In its report, the IMF Executive Board Directors said India's growth has slowed markedly due to structural and cyclical factors, while inflation remains at elevated levels.

Washington: India is likely to witness a larger-than-expected fall in its economic growth rate at 5.4 percent in 2012-13 but it should pick up to six percent in next fiscal, the International Monetary Fund (IMF) said on Wednesday.

"In 2011-12, India's growth rate was 6.5 percent. That figure is expected to drop to 5.4 percent in 2012-13. Despite the poor outlook for the global economy, this is a far larger drop than might be expected," the IMF said releasing its annual country report following its consultations on India.

This is a substantial drop from the impressive growth rate of an average of 8.3 percent India registered between 2004 and 2011.

The government last month revised downward the economic growth for fiscal 2011-12 to 6.2 percent from the earlier estimate of 6.5 percent.

In its report, the IMF Executive Board Directors said India's growth has slowed markedly due to structural and cyclical factors, while inflation remains at elevated levels.

RBI has recently lowered country's GDP forecast to 5.5 percent in 2012-13 as against 5.8 percent estimated earlier.

A common response to slow growth is the use of countercyclical fiscal or monetary policy, but this is inappropriate for India, IMF said.

High inflation means there is little room to cut interest rates, while India's fiscal deficit means that controlling, rather than raising, spending is a priority, it added.

The government has already moved to lower fuel subsidies, which disproportionately benefits richer people. It will need to do more to free sufficient resources for 12th Plan priorities, including a comprehensive reform of fuel subsidies, the IMF said.

It said though the growth is projected at 5.4 percent for 2012-13, but it should pick up to six per cent in 2013-14.

The economy grew by 5.4 percent in the first half of the current fiscal. It is likely to grow by 5.7 percent in the current fiscal, which would be a decade's low.

In their report, the IMF economists warned about threats posed by the financial sector. The number of non-performing loans has risen recently, and the current slowdown raises the prospect that this trend will continue for some time, it said.

In the long run, ensuring India's financial system is able to underwrite strong growth will require pushing forward with financial reforms, such as developing the corporate bond market and gradually lowering government-mandated purchases by banks of government debt, the IMF said.
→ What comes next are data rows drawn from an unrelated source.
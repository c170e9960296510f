// Helper functions shared by resolvers, metadata and the HTTP surface

use regex::Regex;
use reqwest::header::{HeaderMap, HeaderValue, REFERER, USER_AGENT};
use std::process::Stdio;
use std::time::Duration;
use tokio::io::AsyncReadExt;
use tokio::process::Command as TokioCommand;
use tokio::time::timeout;

use super::errors::DownloadError;
use super::traits::ResolverConfig;

pub const BROWSER_USER_AGENT: &str =
    "Mozilla/5.0 (Windows NT 10.0; Win64; x64) AppleWebKit/537.36 (KHTML, like Gecko) Chrome/120.0.0.0 Safari/537.36";
pub const PLATFORM_REFERER: &str = "https://www.youtube.com/";
pub const WATCH_URL_PREFIX: &str = "https://www.youtube.com/watch?v=";

lazy_static::lazy_static! {
    static ref BARE_ID_RE: Regex = Regex::new(r"^[A-Za-z0-9_-]{1,64}$").unwrap();
    static ref VIDEO_ID_RE: Regex = Regex::new(r"^[A-Za-z0-9_-]{11}$").unwrap();
    static ref URL_ID_RE: Regex = Regex::new(
        r"(?:youtube\.com/(?:watch\?(?:[^#]*&)?v=|shorts/|embed/|live/|v/)|youtu\.be/)([A-Za-z0-9_-]{11})"
    ).unwrap();
    static ref PROGRESS_RE: Regex = Regex::new(
        r"^\[download\]\s+(\d+\.?\d*%|Destination:|100%)|ETA\s+\S+|\(frag\s+\d+/\d+\)"
    ).unwrap();
}

/// Strip everything outside `[A-Za-z0-9_\s]`.
pub fn sanitize_title(title: &str) -> String {
    title
        .chars()
        .filter(|c| c.is_ascii_alphanumeric() || *c == '_' || c.is_whitespace())
        .collect()
}

/// Generic reference validity: bare id or absolute http(s) URL.
pub fn is_valid_reference(reference: &str) -> bool {
    if reference.is_empty() || reference.len() > 2048 {
        return false;
    }
    if reference
        .chars()
        .any(|c| c.is_whitespace() || c.is_control())
    {
        return false;
    }
    if BARE_ID_RE.is_match(reference) {
        return true;
    }
    match reqwest::Url::parse(reference) {
        Ok(url) => matches!(url.scheme(), "http" | "https") && url.host_str().is_some(),
        Err(_) => false,
    }
}

/// Bare ids become watch URLs; URLs pass through.
pub fn normalize_reference(reference: &str) -> String {
    if BARE_ID_RE.is_match(reference) {
        format!("{}{}", WATCH_URL_PREFIX, reference)
    } else {
        reference.to_string()
    }
}

/// Platform-specific id rule: an 11-character video id, bare or inside a
/// recognised watch/short/embed URL.
pub fn platform_video_id(reference: &str) -> Option<String> {
    if VIDEO_ID_RE.is_match(reference) {
        return Some(reference.to_string());
    }
    URL_ID_RE
        .captures(reference)
        .and_then(|caps| caps.get(1))
        .map(|m| m.as_str().to_string())
}

/// Anti-automation headers expected by the platform.
pub fn browser_headers(config: &ResolverConfig) -> HeaderMap {
    let mut headers = HeaderMap::new();
    if let Ok(ua) = HeaderValue::from_str(&config.user_agent) {
        headers.insert(USER_AGENT, ua);
    }
    if let Ok(referer) = HeaderValue::from_str(&config.referer) {
        headers.insert(REFERER, referer);
    }
    headers
}

/// Build the shared outbound client (optional proxy, connect bound).
pub fn build_http_client(config: &ResolverConfig) -> Result<reqwest::Client, DownloadError> {
    let mut builder = reqwest::Client::builder()
        .connect_timeout(config.request_timeout)
        .user_agent(config.user_agent.clone());

    if let Some(proxy_url) = config.proxy.as_deref() {
        let proxy = reqwest::Proxy::all(proxy_url)
            .map_err(|e| DownloadError::Request(format!("Invalid proxy {}: {}", proxy_url, e)))?;
        builder = builder.proxy(proxy);
    }

    builder
        .build()
        .map_err(|e| DownloadError::Request(format!("Failed to build HTTP client: {}", e)))
}

/// Commit evidence for an HTTP fetch: 2xx and a body that is not known to be empty.
pub fn ensure_body(response: reqwest::Response, context: &str) -> Result<reqwest::Response, DownloadError> {
    let status = response.status();
    if !status.is_success() {
        return Err(DownloadError::HttpStatus {
            status: status.as_u16(),
            context: context.to_string(),
        });
    }
    if response.content_length() == Some(0) {
        return Err(DownloadError::NoOutput(format!("{} returned an empty body", context)));
    }
    Ok(response)
}

/// Content type declared by an HTTP response, if any.
pub fn declared_content_type(response: &reqwest::Response) -> Option<String> {
    response
        .headers()
        .get(reqwest::header::CONTENT_TYPE)
        .and_then(|v| v.to_str().ok())
        .map(|s| s.to_string())
}

/// Routine extractor chatter that should not reach the logs.
pub fn is_progress_line(line: &str) -> bool {
    let trimmed = line.trim();
    trimmed.is_empty() || PROGRESS_RE.is_match(trimmed)
}

/// Short reason from extractor stderr: `ERROR:` / HTTP lines first, else the last line.
pub fn summarize_stderr(stderr: &str) -> String {
    let important: Vec<&str> = stderr
        .lines()
        .map(|l| l.trim())
        .filter(|s| {
            s.starts_with("ERROR:")
                || s.contains("HTTP Error")
                || s.contains("Forbidden")
                || s.contains("Requested format is not available")
        })
        .take(2)
        .collect();

    if !important.is_empty() {
        return important.join(" | ");
    }

    stderr
        .lines()
        .rev()
        .find(|l| !l.trim().is_empty())
        .unwrap_or("no diagnostic output")
        .chars()
        .take(160)
        .collect()
}

/// Run command with timeout, capturing both pipes.
pub async fn run_output_with_timeout(
    program: &str,
    args: Vec<String>,
    limit: Duration,
) -> Result<std::process::Output, DownloadError> {
    let mut child = TokioCommand::new(program)
        .args(&args)
        .stdout(Stdio::piped())
        .stderr(Stdio::piped())
        .kill_on_drop(true)
        .spawn()
        .map_err(|e| match e.kind() {
            std::io::ErrorKind::NotFound | std::io::ErrorKind::PermissionDenied => {
                DownloadError::ToolNotFound(format!("{}: {}", program, e))
            }
            _ => DownloadError::ExecutionError(format!("Failed to start {}: {}", program, e)),
        })?;

    let mut stdout_pipe = child
        .stdout
        .take()
        .ok_or_else(|| DownloadError::ExecutionError(format!("Failed to capture stdout from {}", program)))?;
    let mut stderr_pipe = child
        .stderr
        .take()
        .ok_or_else(|| DownloadError::ExecutionError(format!("Failed to capture stderr from {}", program)))?;

    let stdout_task = tokio::spawn(async move {
        let mut buf = Vec::new();
        stdout_pipe.read_to_end(&mut buf).await.map(|_| buf)
    });
    let stderr_task = tokio::spawn(async move {
        let mut buf = Vec::new();
        stderr_pipe.read_to_end(&mut buf).await.map(|_| buf)
    });

    match timeout(limit, child.wait()).await {
        Ok(status_res) => {
            let status = status_res
                .map_err(|e| DownloadError::ExecutionError(format!("Failed to wait for {}: {}", program, e)))?;
            let stdout = join_pipe(stdout_task, "stdout").await?;
            let stderr = join_pipe(stderr_task, "stderr").await?;
            Ok(std::process::Output { status, stdout, stderr })
        }
        Err(_) => {
            let _ = child.kill().await;
            stdout_task.abort();
            stderr_task.abort();
            Err(DownloadError::NetworkTimeout(format!(
                "{} timed out after {}s",
                program,
                limit.as_secs()
            )))
        }
    }
}

async fn join_pipe(
    task: tokio::task::JoinHandle<std::io::Result<Vec<u8>>>,
    name: &str,
) -> Result<Vec<u8>, DownloadError> {
    task.await
        .map_err(|e| DownloadError::ExecutionError(format!("{} task failed: {}", name, e)))?
        .map_err(|e| DownloadError::ExecutionError(format!("Failed to read {}: {}", name, e)))
}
Referring to the recently published 12th Plan that calls for major investments in infrastructure, health, and education, as well as for continued poverty reduction, IMF economists say reforms to facilitate investment - especially in infrastructure- together with lower costs to do business, are key to restoring high growth.

"The government has already taken significant steps to restore growth, for example by laying out a plan to cut the losses of local power companies, creating the Cabinet Committee on Investment, and relaxing some restrictions on foreign direct investment," it said.

"But more needs to be done," the IMF said.

Addressing India's long-term energy needs, for example, will require solving complicated problems related to coal (which powers most of India?s electricity plants), while easing traffic jams will require facilitating the acquisition of land to widen roads or build new ones, it added.

According to the IMF report, the slowdown in the Indian economy has been due to structural and supply-side factors, with cyclical and global factors also contributing.

Capital inflows remain resilient suggesting that the financial channel has not been prominent in the transmission of external shocks.

Mainly led by falling infrastructure and corporate investment, the slowdown has now generalised to exports and private consumption, it said.

The current account deficit widened to 4.2 percent of GDP in 2011-12, causing the rupee to depreciate sharply before its recent stabilisation. The financial positions of banks and corporates, both strong before 2009, have deteriorated.

"With policy space strictly circumscribed because of high fiscal deficit and elevated inflation, the economy is in a weaker position than before the global financial crisis.

"In recent months, the authorities have taken steps to reverse the slowdown, which have led to improved market sentiment," the IMF said.

Continued implementation of measures to facilitate investment and slightly stronger global growth should deliver a modest rebound in the near term.

Inflation is forecasted to remain above the Reserve Bank of India's comfort zone given that supply constraints are likely to ease only gradually.